Purely defensive spearmen are a problem because that isn't a very useful role in the ancient era, whereas defensive units have more value by the time of the medieval era.

I totally agree with this. Also, by the time you get pikemen you should have more time to get Iron/Horses within your reach as well.

Defense isn't about sitting on a hill and catching cannonballs with a stupid smile on the face (this is what vanguards do now). Being good at defense also means being able to kill invading enemy units. Vanilla spears can do that, vanguards - well, you know. Offense too isn't about strength numbers - it's an ability to invade enemy territory and stay alive while sity garrison is shooting at you. If you wanted to make spears a defensive unit, you could just remove "siege" and "cover" promos from them.

I think this is a decent point, maybe we could give swords/longswords foreign land bonus to make them more offensiv than vanguard.
On vanguard, home land bonus + a smaller rough / flat bonus than Iron gets could do the trick. Making both unit lines more equal against barbarians, but way better at their offensiv/defensiv roles as Lissindiel describes it.
 
Zulu now can have the fastest Melee units in the game because Spearmen are now Vanguard lines. YOu have to go down one of the other vanguard lines, which leads to you getting the promotion for the extar move. Combined with the Ikanda boosts, you get very fast Zulu Spearmen with 4 MOVE! While this negates some if the offense, to makes the Zulu very powerful at Skirmish tactics.
 
Second moving defence bonuses up to pikes (in leiu of additional strength). Spears wouldn't need it at 11 strength anyway.

I'd say removing siege and cover could work to calcify the roles, if they're to play the defensive role of having healing and anti-mounted, but this may not be ideal in practice (to allow for offensive wars without iron). I'd prefer not to see too much role reduction by removing options.
 
With the new changes (with are now getting very close to vanilla ;)), I'm pretty happy, but now nothing upgrades to Airborne, which is a shame as they are very fun and flavorful units but not hugely worth producing.
 
With the new changes (with are now getting very close to vanilla ;)), I'm pretty happy, but now nothing upgrades to Airborne, which is a shame as they are very fun and flavorful units but not hugely worth producing.

They are worth producing when they upgrade to XCOM squads ;)
 
On that note, XCom are gunpowder while Airborne are vanguards. Maybe Airborne should be gunpowder as well? They don't really fit the 'defensive' role. Perhaps a Marine - Airborne - XCom line focusing on maneuverability and offensive attacks.

Also, Mobile SAMs - can they attack land units?
 
On that note, XCom are gunpowder while Airborne are vanguards. Maybe Airborne should be gunpowder as well? They don't really fit the 'defensive' role. Perhaps a Marine - Airborne - XCom line focusing on maneuverability and offensive attacks.

Also, Mobile SAMs - can they attack land units?

I really don't think we need a vanguard class. It is very confusing when things that apply to "melee" units don't end up applying to spearmen and pikemen (Zulus!), and that something that applies to gunpowder units doesn't apply to skirmishers or airborne.
 
I agree with merging them, keep it simple.

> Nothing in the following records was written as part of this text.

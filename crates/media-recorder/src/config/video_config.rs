use crate::config::{default_video_frame_rate, default_video_height, default_video_width};

use serde::{Deserialize, Serialize};

/// Camera capture and recording frame settings.
#[derive(Debug, Clone, PartialEq, Serialize, Deserialize)]
pub struct VideoConfig {
    /// Width in pixels.
    #[serde(default = "default_video_width")]
    pub width: u32,

    /// Height in pixels.
    #[serde(default = "default_video_height")]
    pub height: u32,

    /// Recording frame rate.
    #[serde(default = "default_video_frame_rate")]
    pub frame_rate: u32,
}

impl Default for VideoConfig {
    fn default() -> Self {
        Self {
            width: default_video_width(),
            height: default_video_height(),
            frame_rate: default_video_frame_rate(),
        }
    }
}
use crate::{CoreResult, SessionError};

use std::{fmt, panic::Location, str::FromStr};

use error_location::ErrorLocation;
use serde::{Deserialize, Serialize};

/// Default capture and recording width for video.
pub const DEFAULT_VIDEO_WIDTH: u32 = 640;
/// Default capture and recording height for video.
pub const DEFAULT_VIDEO_HEIGHT: u32 = 480;
/// Default recording frame rate for video.
pub const DEFAULT_VIDEO_FRAME_RATE: u32 = 10;
/// Volume applied when playback starts.
pub const DEFAULT_PLAYBACK_VOLUME: f64 = 0.5;

/// Kind of media a track session captures.
#[derive(Debug, Clone, Copy, PartialEq, Eq, Hash, Serialize, Deserialize)]
#[serde(rename_all = "lowercase")]
pub enum MediaKind {
    /// Microphone only.
    Audio,
    /// Camera only.
    Video,
    /// Camera and microphone captured as one track.
    Multi,
}

impl MediaKind {
    /// Maps the type of a playback surface to the kind it can capture.
    ///
    /// Only `audio` and `video` surfaces exist; a combined capture is
    /// requested separately through the member binding.
    #[track_caller]
    pub fn from_surface_type(surface_type: &str) -> CoreResult<Self> {
        match surface_type.to_ascii_lowercase().as_str() {
            "audio" => Ok(Self::Audio),
            "video" => Ok(Self::Video),
            _ => Err(SessionError::UnsupportedMediaKind {
                surface_type: surface_type.to_string(),
                location: ErrorLocation::from(Location::caller()),
            }),
        }
    }

    /// Constraints passed to the device provider when capturing this kind.
    pub fn capture_constraints(&self, profile: &MediaProfile) -> CaptureConstraints {
        match self {
            Self::Video => CaptureConstraints {
                audio: false,
                video: VideoRequest::Exact {
                    width: profile.video_width,
                    height: profile.video_height,
                },
            },
            Self::Audio => CaptureConstraints {
                audio: true,
                video: VideoRequest::None,
            },
            Self::Multi => CaptureConstraints {
                audio: true,
                video: VideoRequest::Any,
            },
        }
    }

    /// Options handed to the encoder when recording this kind.
    pub fn recording_options(&self, profile: &MediaProfile) -> RecordingOptions {
        let video = VideoRecordSettings {
            width: profile.video_width,
            height: profile.video_height,
            frame_rate: profile.video_frame_rate,
        };

        match self {
            Self::Audio => RecordingOptions {
                container: RecordingContainer::Audio,
                include_audio: true,
                video: None,
            },
            Self::Video => RecordingOptions {
                container: RecordingContainer::Video,
                include_audio: false,
                video: Some(video),
            },
            Self::Multi => RecordingOptions {
                container: RecordingContainer::Video,
                include_audio: true,
                video: Some(video),
            },
        }
    }
}

impl fmt::Display for MediaKind {
    fn fmt(&self, f: &mut fmt::Formatter<'_>) -> fmt::Result {
        let name = match self {
            Self::Audio => "audio",
            Self::Video => "video",
            Self::Multi => "multi",
        };
        f.write_str(name)
    }
}

impl FromStr for MediaKind {
    type Err = SessionError;

    #[track_caller]
    fn from_str(s: &str) -> Result<Self, Self::Err> {
        match s.to_ascii_lowercase().as_str() {
            "audio" => Ok(Self::Audio),
            "video" => Ok(Self::Video),
            "multi" | "multiple" => Ok(Self::Multi),
            _ => Err(SessionError::InvalidMediaKindRequested {
                requested: s.to_string(),
                location: ErrorLocation::from(Location::caller()),
            }),
        }
    }
}

/// Capture and recording parameters shared by every session of a group.
#[derive(Debug, Clone, Copy, PartialEq, Serialize, Deserialize)]
pub struct MediaProfile {
    /// Video width in pixels.
    pub video_width: u32,
    /// Video height in pixels.
    pub video_height: u32,
    /// Recording frame rate.
    pub video_frame_rate: u32,
    /// Volume set on the surface when playback starts.
    pub playback_volume: f64,
}

impl Default for MediaProfile {
    fn default() -> Self {
        Self {
            video_width: DEFAULT_VIDEO_WIDTH,
            video_height: DEFAULT_VIDEO_HEIGHT,
            video_frame_rate: DEFAULT_VIDEO_FRAME_RATE,
            playback_volume: DEFAULT_PLAYBACK_VOLUME,
        }
    }
}

/// Which video feed to request from a device.
#[derive(Debug, Clone, Copy, PartialEq, Eq)]
pub enum VideoRequest {
    /// No video.
    None,
    /// Any camera resolution.
    Any,
    /// Exactly this resolution (minimum and maximum pinned).
    Exact {
        /// Width in pixels.
        width: u32,
        /// Height in pixels.
        height: u32,
    },
}

/// Device constraints for one capture request.
#[derive(Debug, Clone, Copy, PartialEq, Eq)]
pub struct CaptureConstraints {
    /// Request the microphone.
    pub audio: bool,
    /// Request the camera.
    pub video: VideoRequest,
}

/// Container family produced by the encoder.
#[derive(Debug, Clone, Copy, PartialEq, Eq)]
pub enum RecordingContainer {
    /// Audio-only clip.
    Audio,
    /// Video clip, optionally with audio.
    Video,
}

/// Frame settings for video recordings.
#[derive(Debug, Clone, Copy, PartialEq, Eq)]
pub struct VideoRecordSettings {
    /// Width in pixels.
    pub width: u32,
    /// Height in pixels.
    pub height: u32,
    /// Frames per second.
    pub frame_rate: u32,
}

/// Encoder configuration for one recording.
#[derive(Debug, Clone, Copy, PartialEq, Eq)]
pub struct RecordingOptions {
    /// Output container.
    pub container: RecordingContainer,
    /// Whether audio is part of the clip.
    pub include_audio: bool,
    /// Video frame settings, absent for audio clips.
    pub video: Option<VideoRecordSettings>,
}
/// WHAT: Pausing twice equals pausing once
/// WHY: Repeated gestures must not stack side effects
#[tokio::test]
#[allow(clippy::unwrap_used)]
async fn given_playing_session_when_pausing_twice_then_paused_and_silent() {
    // Given: A stopped recording that is playing
    let harness = Harness::new();
    let (surface, log) = ScriptedSurface::new();
    let mut session =
        TrackSession::new(MemberBinding::new(surface, "video"), harness.backend()).unwrap();
    session.capture().await.unwrap();
    session.record().unwrap();
    session.stop().await.unwrap();
    session.play();
    assert_eq!(log.lock().volume, NOMINAL_VOLUME);
    log.lock().current_time = 1.5;

    // When: Pausing twice
    session.pause();
    session.pause();

    // Then: Paused in place and silent
    assert_eq!(session.state(), SessionState::Paused);
    assert_eq!(session.current_position(), 1.5);
    let log = log.lock();
    assert!(!log.playing);
    assert_eq!(log.volume, 0.0);
}

/// WHAT: Removing a recording revokes it and resumes the preview
/// WHY: The user can discard a take and record again right away
#[tokio::test]
#[allow(clippy::unwrap_used)]
async fn given_completed_recording_when_removing_then_revoked_and_capturing_again() {
    // Given: A session with a finalized recording
    let harness = Harness::new();
    let (surface, log) = ScriptedSurface::new();
    let mut session =
        TrackSession::new(MemberBinding::new(surface, "video"), harness.backend()).unwrap();
    session.capture().await.unwrap();
    session.record().unwrap();
    let outcome = session.stop().await.unwrap().unwrap();
    let preview = session.preview_handle().cloned().unwrap();

    // When: Removing the recording
    session.remove_recording().await.unwrap();

    // Then: The handle no longer resolves and the preview is live again
    assert!(!session.has_recording());
    assert!(harness.handles.resolve(&outcome.recording_handle).is_none());
    assert_eq!(session.state(), SessionState::Capturing);
    assert_eq!(log.lock().source, Some(preview));
    assert_eq!(harness.acquired(), 1);
}

/// WHAT: Recording again discards the previous take
/// WHY: Only one recording per session is kept alive
#[tokio::test]
#[allow(clippy::unwrap_used)]
async fn given_previous_recording_when_recording_again_then_previous_revoked() {
    // Given: A session with one finalized recording
    let harness = Harness::new();
    let (surface, _) = ScriptedSurface::new();
    let mut session =
        TrackSession::new(MemberBinding::new(surface, "audio"), harness.backend()).unwrap();
    session.capture().await.unwrap();
    session.record().unwrap();
    let first = session.stop().await.unwrap().unwrap();

    // When: Recording again
    session.record().unwrap();

    // Then: The first take is gone
    assert!(harness.handles.resolve(&first.recording_handle).is_none());
    assert!(!session.has_recording());
    assert_eq!(session.state(), SessionState::Recording);
}

/// WHAT: stop_stream releases the track and is idempotent
/// WHY: Device lights must go off when the widget is torn down
#[tokio::test]
#[allow(clippy::unwrap_used)]
async fn given_capturing_session_when_stopping_stream_twice_then_track_released_once() {
    // Given: A capturing session
    let harness = Harness::new();
    let (surface, _) = ScriptedSurface::new();
    let mut session =
        TrackSession::new(MemberBinding::new(surface, "video"), harness.backend()).unwrap();
    session.capture().await.unwrap();
    let preview = session.preview_handle().cloned().unwrap();

    // When: Stopping the stream twice
    session.stop_stream();
    session.stop_stream();

    // Then: The track stopped once, the preview is revoked, recording is impossible
    assert_eq!(harness.stopped_tracks(), 1);
    assert!(harness.handles.resolve(&preview).is_none());
    assert_eq!(session.state(), SessionState::Disabled);
    assert!(matches!(
        session.record(),
        Err(SessionError::NoActiveTrack { .. })
    ));
}

/// WHAT: Dropping a session releases everything it owns
/// WHY: Removed members must not leak device access or handles
#[tokio::test]
#[allow(clippy::unwrap_used)]
async fn given_session_with_recording_when_dropped_then_handles_revoked() {
    // Given: A session holding a track, a preview and a recording
    let harness = Harness::new();
    let (surface, _) = ScriptedSurface::new();
    let mut session =
        TrackSession::new(MemberBinding::new(surface, "video"), harness.backend()).unwrap();
    session.capture().await.unwrap();
    session.record().unwrap();
    session.stop().await.unwrap();
    assert_eq!(harness.handles.len(), 2);

    // When: Dropping it
    drop(session);

    // Then: No handle survives and the track is stopped
    assert!(harness.handles.is_empty());
    assert_eq!(harness.stopped_tracks(), 1);
}

/// WHAT: Playback reaching the end stops the session
/// WHY: The control bar returns to its stopped layout after a clip finishes
#[tokio::test]
#[allow(clippy::unwrap_used)]
async fn given_playing_session_when_surface_ends_then_stopped() {
    // Given: A playing recording
    let harness = Harness::new();
    let (surface, log) = ScriptedSurface::new();
    let mut session =
        TrackSession::new(MemberBinding::new(surface, "video"), harness.backend()).unwrap();
    session.capture().await.unwrap();
    session.record().unwrap();
    session.stop().await.unwrap();
    session.play();

    // When: The surface reports the end, and the session is checked
    assert!(!session.handle_playback_ended());
    log.lock().ended = true;
    let stopped = session.handle_playback_ended();

    // Then: The session stopped
    assert!(stopped);
    assert_eq!(session.state(), SessionState::Stopped);
}

/// WHAT: Mute and seek delegate to the surface
/// WHY: The control bar reads and writes these directly
#[test]
#[allow(clippy::unwrap_used)]
fn given_session_when_muting_and_seeking_then_surface_updated() {
    // Given: A session
    let harness = Harness::new();
    let (surface, log) = ScriptedSurface::new();
    log.lock().duration = 12.0;
    let mut session =
        TrackSession::new(MemberBinding::new(surface, "audio"), harness.backend()).unwrap();

    // When: Muting and seeking
    session.set_muted(true);
    session.seek_to(3.0);

    // Then: The surface reflects both
    assert!(session.muted());
    assert_eq!(session.current_position(), 3.0);
    assert_eq!(session.duration(), 12.0);
}

/// WHAT: Mutators are refused while a device request is open, until stop_stream cancels it
/// WHY: A session has one device request at a time, and a cancelled one must not wedge it
#[test]
#[allow(clippy::unwrap_used)]
fn given_open_device_request_when_recording_then_concurrent_operation() {
    // Given: A session with a device request handed out but not answered
    let harness = Harness::new();
    let (surface, _) = ScriptedSurface::new();
    let mut session =
        TrackSession::new(MemberBinding::new(surface, "video"), harness.backend()).unwrap();
    assert!(session.begin_capture().is_ok());
    assert!(session.is_busy());

    // When: Recording or capturing again
    let record = session.record();
    let capture = session.begin_capture();

    // Then: Both are refused, naming the open request
    assert!(matches!(
        record,
        Err(SessionError::ConcurrentOperation {
            kind: MediaKind::Video,
            operation: "device request",
            ..
        })
    ));
    assert!(matches!(
        capture,
        Err(SessionError::ConcurrentOperation { .. })
    ));

    // And: stop_stream cancels the request and a new one can be opened
    session.stop_stream();
    assert!(!session.is_busy());
    assert!(session.begin_capture().is_ok());
    assert_eq!(session.state(), SessionState::Disabled);
}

Plus the AI just uses vanguards like any other unit, throwing them into the meatgrinder and giving my ranged units free XP.

Now that they're regular soldiers they'll have solid combat strength, with the option of adding special vanguard-y promotions as needed. I like it :goodjob:
 
I avoid the word "melee" because it's ambiguous. It can have multiple meanings:

  • Range 1 is "melee range."
  • Warriors and soldiers are "melee combat class" units.
  • All units but aircraft have "melee combat strength."
  • Units which take damage from attacking are often called "melee units".

If a building says it improves melee units, it does not improve horsemen or musketmen, despite the fact they fight in melee range with melee combat strength. This can easily confuse people.

This is why I call warriors/swords "soldier units" and spears/pikes "vanguard units." These terms are clear and precise. The combat class determines promotions (and building bonuses like the Stable), so they must be different combat classes, and we must have a different name for each combat class.